Mas não viu ninguém, nem ouviu nada. Achou que estava a ficar paranóica e isso não era bom.

 

 

Encurvado, sob a chuva, o intruso meteu a chave na fechadura com uma surpreendente facilidade e entrou no apartamento que Randi McCafferty tinha junto ao lago Washington.

Era uma zona cara de casas unifamiliares. Não podia ser menos do que isso para a princesa. No interior, a casa parecia desarrumada e suja.

Há muito tempo que Randi McCafferty não vivia naquela casa.

Sem fazer barulho, o intruso percorreu as habitações às escuras que se alinhavam ao longo do corredor até chegar ao quarto principal com uma casa de banho. Havia uma segunda casa de banho e um quarto para um bebé, não muito decorado, mas o suficiente para o pequeno McCafferty. O bastardo.

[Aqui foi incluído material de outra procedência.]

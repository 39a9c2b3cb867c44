//! SEDIMAR BMI - the driver surface.
//!
//! Each engine exposes its own state type behind the [`BmiModel`]
//! trait: fixed variable lists, double-typed values addressed by name,
//! uniform-grid metadata, and day-based time stepping. Errors map onto
//! the small set of integer return codes the orchestrator understands.

pub mod avulsion_model;
pub mod subside_model;

pub use avulsion_model::AvulsionModel;
pub use subside_model::SubsideModel;

/// Integer codes handed back across the driver boundary
#[derive(Debug, Clone, Copy, PartialEq, Eq)]
#[repr(i32)]
pub enum ReturnCode {
    Success = 0,
    Failure = 1,
    BadArgument = 2,
    Unknown = 3,
    UnableToOpen = 4,
    BadName = 5,
}

impl ReturnCode {
    pub fn code(self) -> i32 {
        self as i32
    }
}

pub type BmiResult<T> = std::result::Result<T, ReturnCode>;

/// The operations an orchestrator drives a model through. Time is in
/// days throughout.
pub trait BmiModel {
    fn component_name(&self) -> &'static str;

    fn input_var_names(&self) -> &'static [&'static str];
    fn output_var_names(&self) -> &'static [&'static str];

    fn start_time(&self) -> f64 {
        0.0
    }
    fn current_time(&self) -> f64;
    fn end_time(&self) -> f64 {
        f64::MAX
    }
    fn time_step(&self) -> f64;
    fn time_units(&self) -> &'static str {
        "d"
    }

    fn update(&mut self) -> BmiResult<()>;
    fn update_until(&mut self, time_days: f64) -> BmiResult<()>;
    fn finalize(&mut self) -> BmiResult<()>;

    /// Every exchange item is typed double.
    fn var_type(&self, name: &str) -> BmiResult<&'static str> {
        self.var_rank(name)?;
        Ok("double")
    }

    fn var_units(&self, name: &str) -> BmiResult<&'static str>;

    /// 0 for scalars, 1 for per-mouth vectors, 2 for map grids.
    fn var_rank(&self, name: &str) -> BmiResult<usize>;

    /// The grid a variable lives on. Each model exposes three: grid 0
    /// holds scalars, grid 1 the per-mouth vectors, grid 2 the uniform
    /// map, so the id coincides with the variable's rank.
    fn var_grid(&self, name: &str) -> BmiResult<i32> {
        Ok(self.var_rank(name)? as i32)
    }

    /// (rows, cols) = (n_x, n_y) for rank-2 variables.
    fn grid_shape(&self, name: &str) -> BmiResult<Vec<usize>>;

    fn grid_size(&self, name: &str) -> BmiResult<usize> {
        Ok(self.grid_shape(name)?.iter().product())
    }

    fn grid_spacing(&self, name: &str) -> BmiResult<Vec<f64>>;

    fn grid_origin(&self, name: &str) -> BmiResult<Vec<f64>> {
        let rank = self.var_rank(name)?;
        Ok(vec![0.0; rank.max(1)])
    }

    /// Copy the variable into `dest`; `dest` must hold `grid_size`
    /// values.
    fn get_value(&self, name: &str, dest: &mut [f64]) -> BmiResult<()>;

    /// Borrow the variable's backing storage.
    fn get_value_ref(&self, name: &str) -> BmiResult<&[f64]>;

    fn set_value(&mut self, name: &str, src: &[f64]) -> BmiResult<()>;
}

/// Copy helper shared by the models.
pub(crate) fn copy_into(dest: &mut [f64], src: &[f64]) -> BmiResult<()> {
    if dest.len() < src.len() {
        return Err(ReturnCode::BadArgument);
    }
    dest[..src.len()].copy_from_slice(src);
    Ok(())
}

#[cfg(test)]
mod tests {
    use super::*;

    #[test]
    fn test_return_codes_match_the_contract() {
        assert_eq!(ReturnCode::Success.code(), 0);
        assert_eq!(ReturnCode::BadArgument.code(), 2);
        assert_eq!(ReturnCode::Unknown.code(), 3);
        assert_eq!(ReturnCode::UnableToOpen.code(), 4);
        assert_eq!(ReturnCode::BadName.code(), 5);
    }
}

De volta à sala, aproximou-se da secretária onde estava pousada uma fotografia tirada anos antes: os três irmãos McCafferty, altos, robustos e donos de um sorriso irresistível para as mulheres e com um temperamento que os levara a várias lutas, montados a cavalo; diante dos três, de calções, uma camisa sem mangas e o cabelo penteado em duas tranças, estava Randi. Segurava as rédeas dos três cavalos, como se já então soubesse que seria ela a conduzir a vida dos seus três irmãos.

Incomodado, o intruso afastou o olhar da fotografia e accionou o atendedor de chamadas, sentindo uma ligeira satisfação em tocar numa coisa da princesa. Mas foi um sentimento fugaz.

Enquanto ouvia a única mensagem, deu-se conta de que só se podia fazer uma coisa para compor as coisas: Randi McCafferty tinha que pagar, e fá-lo-ia com a vida.